L’Assemblée nationale, soutenue par le Gouvernement, proposait une simplification radicale. Par simple dépôt de formulaire, nos concitoyens auraient pu, une fois dans leur vie, changer de nom. Adjoindre ou substituer à leur nom de famille, celui du parent qui ne leur a pas transmis le sien.


Le nom de famille est un héritage. Il nous est transmis sans que nous le choisissIons. L’héritage est parfois bien lourd à porter.

Certains noms sont des injures, d’autres finissent par le devenir. D’autres encore prêtent à rire, mais ne font même plus sourire ceux qui les portent.


D’autres enfin renvoient à une histoire difficile, et empêchent de tourner la page de violences ou d’abus.

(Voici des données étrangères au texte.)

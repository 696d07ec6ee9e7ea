//! Footer Component

use leptos::prelude::*;

use crate::components::NavLink;
use crate::router::Route;

fn current_year() -> u32 {
    js_sys::Date::new_0().get_full_year()
}

#[component]
pub fn Footer() -> impl IntoView {
    let year = current_year();

    view! {
        <footer class="footer">
            <div class="footer-grid">
                <div class="footer-brand">
                    <p class="footer-title">"🎓 EduSearch"</p>
                    <p class="footer-text">
                        "Find the best consultancy for your course abroad and kickstart your international education journey."
                    </p>
                </div>

                <div>
                    <h3 class="footer-heading">"Quick Links"</h3>
                    <ul class="footer-links">
                        <li><NavLink route=Route::Home>"Home"</NavLink></li>
                        <li><NavLink route=Route::Register>"Register"</NavLink></li>
                        <li><NavLink route=Route::Login>"Login"</NavLink></li>
                        <li><NavLink route=Route::Profile>"Profile"</NavLink></li>
                    </ul>
                </div>

                <div>
                    <h3 class="footer-heading">"Contact"</h3>
                    <ul class="footer-links">
                        <li><a href="mailto:info@edusearch.com">"info@edusearch.com"</a></li>
                        <li><a href="tel:+1234567890">"+1 (234) 567-890"</a></li>
                    </ul>
                </div>
            </div>

            <p class="footer-copy">{format!("© {} EduSearch. All rights reserved.", year)}</p>
        </footer>
    }
}
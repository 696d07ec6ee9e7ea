//! Pages
//!
//! One top-level component per route.

mod admin;
mod home;
mod login;
mod not_found;
mod profile;
mod register;

pub use admin::AdminPage;
pub use home::HomePage;
pub use login::LoginPage;
pub use not_found::NotFoundPage;
pub use profile::ProfilePage;
pub use register::RegisterPage;
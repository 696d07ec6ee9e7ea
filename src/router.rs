//! Client-Side Routing
//!
//! Path <-> route mapping, role guards and browser history plumbing.

use wasm_bindgen::closure::Closure;
use wasm_bindgen::JsCast;

use crate::models::Role;
use crate::session::Session;

#[derive(Debug, Clone, Copy, PartialEq, Eq)]
pub enum Route {
    Home,
    Register,
    Login,
    Profile,
    Admin,
    NotFound,
}

impl Route {
    pub fn from_path(path: &str) -> Self {
        let trimmed = path.split(['?', '#']).next().unwrap_or("");
        let trimmed = trimmed.trim_end_matches('/');
        match trimmed {
            "" => Route::Home,
            "/register" => Route::Register,
            "/login" => Route::Login,
            "/profile" => Route::Profile,
            "/admin" => Route::Admin,
            _ => Route::NotFound,
        }
    }

    pub fn path(&self) -> &'static str {
        match self {
            Route::Home | Route::NotFound => "/",
            Route::Register => "/register",
            Route::Login => "/login",
            Route::Profile => "/profile",
            Route::Admin => "/admin",
        }
    }

    /// Role a route demands, if any
    pub fn required_role(&self) -> Option<Role> {
        match self {
            Route::Profile => Some(Role::Consultancy),
            Route::Admin => Some(Role::Admin),
            _ => None,
        }
    }
}

/// Where to send the visitor instead, when `session` may not see `route`.
///
/// No token goes to the login page; a token with the wrong role goes home.
pub fn guard(route: Route, session: &Session) -> Option<Route> {
    let required = route.required_role()?;
    if !session.is_logged_in() {
        Some(Route::Login)
    } else if session.role != required {
        Some(Route::Home)
    } else {
        None
    }
}

/// Redirect a guarded page should issue while `current` is on screen.
///
/// Only the page that is actually shown redirects; once navigation has moved
/// elsewhere (logout heading home) a stale guard stays quiet.
pub fn redirect_target(current: Route, guarded: Route, session: &Session) -> Option<Route> {
    if current != guarded {
        return None;
    }
    guard(guarded, session)
}

/// Route for the browser's current location
pub fn current_route() -> Route {
    web_sys::window()
        .and_then(|w| w.location().pathname().ok())
        .map(|p| Route::from_path(&p))
        .unwrap_or(Route::Home)
}

/// Push `route` onto the history stack (no reload).
pub fn push_history(route: Route) {
    if let Some(history) = web_sys::window().and_then(|w| w.history().ok()) {
        if let Err(e) = history.push_state_with_url(&wasm_bindgen::JsValue::NULL, "", Some(route.path())) {
            log::warn!("pushState failed: {:?}", e);
        }
    }
}

/// Replace the current history entry with `route` (used by redirects).
pub fn replace_history(route: Route) {
    if let Some(history) = web_sys::window().and_then(|w| w.history().ok()) {
        let _ = history.replace_state_with_url(&wasm_bindgen::JsValue::NULL, "", Some(route.path()));
    }
}

/// Call `on_change` with the new route whenever back/forward is used.
pub fn bind_popstate<F>(on_change: F)
where
    F: Fn(Route) + 'static,
{
    let on_popstate = Closure::<dyn FnMut(web_sys::PopStateEvent)>::new(move |_ev: web_sys::PopStateEvent| {
        on_change(current_route());
    });

    if let Some(win) = web_sys::window() {
        let _ = win.add_event_listener_with_callback("popstate", on_popstate.as_ref().unchecked_ref());
    }
    on_popstate.forget();
}

#[cfg(test)]
mod tests {
    use super::*;

    #[test]
    fn test_from_path() {
        assert_eq!(Route::from_path("/"), Route::Home);
        assert_eq!(Route::from_path(""), Route::Home);
        assert_eq!(Route::from_path("/login"), Route::Login);
        assert_eq!(Route::from_path("/login/"), Route::Login);
        assert_eq!(Route::from_path("/register?ref=ad"), Route::Register);
        assert_eq!(Route::from_path("/profile#courses"), Route::Profile);
        assert_eq!(Route::from_path("/admin"), Route::Admin);
        assert_eq!(Route::from_path("/admin/users"), Route::NotFound);
        assert_eq!(Route::from_path("/nowhere"), Route::NotFound);
    }

    #[test]
    fn test_path_roundtrip_for_known_routes() {
        for route in [Route::Home, Route::Register, Route::Login, Route::Profile, Route::Admin] {
            assert_eq!(Route::from_path(route.path()), route);
        }
    }

    #[test]
    fn test_guard_public_routes_always_open() {
        let anon = Session::default();
        for route in [Route::Home, Route::Register, Route::Login, Route::NotFound] {
            assert_eq!(guard(route, &anon), None);
        }
    }

    #[test]
    fn test_guard_requires_token() {
        let anon = Session::default();
        assert_eq!(guard(Route::Profile, &anon), Some(Route::Login));
        assert_eq!(guard(Route::Admin, &anon), Some(Route::Login));
    }

    #[test]
    fn test_guard_requires_role() {
        let consultancy = Session::new("t", Role::Consultancy);
        let admin = Session::new("t", Role::Admin);

        assert_eq!(guard(Route::Profile, &consultancy), None);
        assert_eq!(guard(Route::Admin, &consultancy), Some(Route::Home));
        assert_eq!(guard(Route::Admin, &admin), None);
        assert_eq!(guard(Route::Profile, &admin), Some(Route::Home));
    }

    #[test]
    fn test_redirect_target_after_sign_out() {
        let anon = Session::default();
        // Signed out from the dashboard and already heading home
        assert_eq!(redirect_target(Route::Home, Route::Profile, &anon), None);
        assert_eq!(redirect_target(Route::Home, Route::Admin, &anon), None);
        // Landing on a guarded page without a session still redirects
        assert_eq!(redirect_target(Route::Profile, Route::Profile, &anon), Some(Route::Login));
        assert_eq!(
            redirect_target(Route::Admin, Route::Admin, &Session::new("t", Role::Consultancy)),
            Some(Route::Home)
        );
        assert_eq!(redirect_target(Route::Admin, Route::Admin, &Session::new("t", Role::Admin)), None);
    }
}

Celles et ceux qui aujourd’hui souhaitent changer de nom de famille doivent saisir le Ministère de la Justice. Ils doivent ensuite justifier d’un intérêt légitime. Le changement nécessite la prise d’un décret et sa transcription.


La Commission des Lois du Sénat convenait de la nécessité de simplifier la procédure. Elle proposait cependant de maintenir la procédure en vigueur mais de la simplifier.


Les demandeurs qui souhaitaient changer de nom en utilisant le nom de leurs parents, n’auraient pu à démontrer d’intérêt légitime.


Cette solution visait deux objectifs. D’abord bien sûr, la simplification de cette procédure mais aussi l’absence de motif qui devait donc raccourcir les délais.


Ensuite, le maintien de sa solennité. La saisine du Ministère de la Justice en vue de la prise d’un décret et celle du Conseil d’État, ne sont pas des démarches que l’on entreprend à la légère.


Changer de nom n’est en effet pas un acte anodin. Certains de nos concitoyens craignaient un état civil à la carte.


Nous comprenons ces préoccupations, fondées sur le principe de l’indisponibilité de l’état des personnes. Cependant, rien ne nous permet de croire que nos concitoyens se saisiraient de cette opportunité à mauvais escient.


La Commission mixte paritaire n’a pu s’accorder sur un dispositif commun. Les points de convergence étaient pourtant nombreux.


Le Sénat souhaitait que les 3 à 4 000 demandes annuelles de changement de nom continuent d’être traitées par la Chancellerie. Quant à l’Assemblée nationale, elle proposait quant à elle, une procédure qui repose sur nos mairies.


Nous comprenons parfaitement la logique consistant à décentraliser cette procédure et à la rapprocher de nos concitoyens. Il faut néanmoins rappeler que la durée moyenne de changement de nom est aujourd’hui de 7 ans, alors que la procédure est gérée par le Ministère de la Justice.


Un transfert de cette compétence vers les services municipaux entrainera nécessairement leur plus grande sollicitation. Une telle décentralisation doit nécessairement être accompagnée des financements correspondants.


Le Groupe Les Indépendants regrette donc que la vision des deux chambres n’ait pas pu s’accorder alors qu’elles sont bien évidemment proches.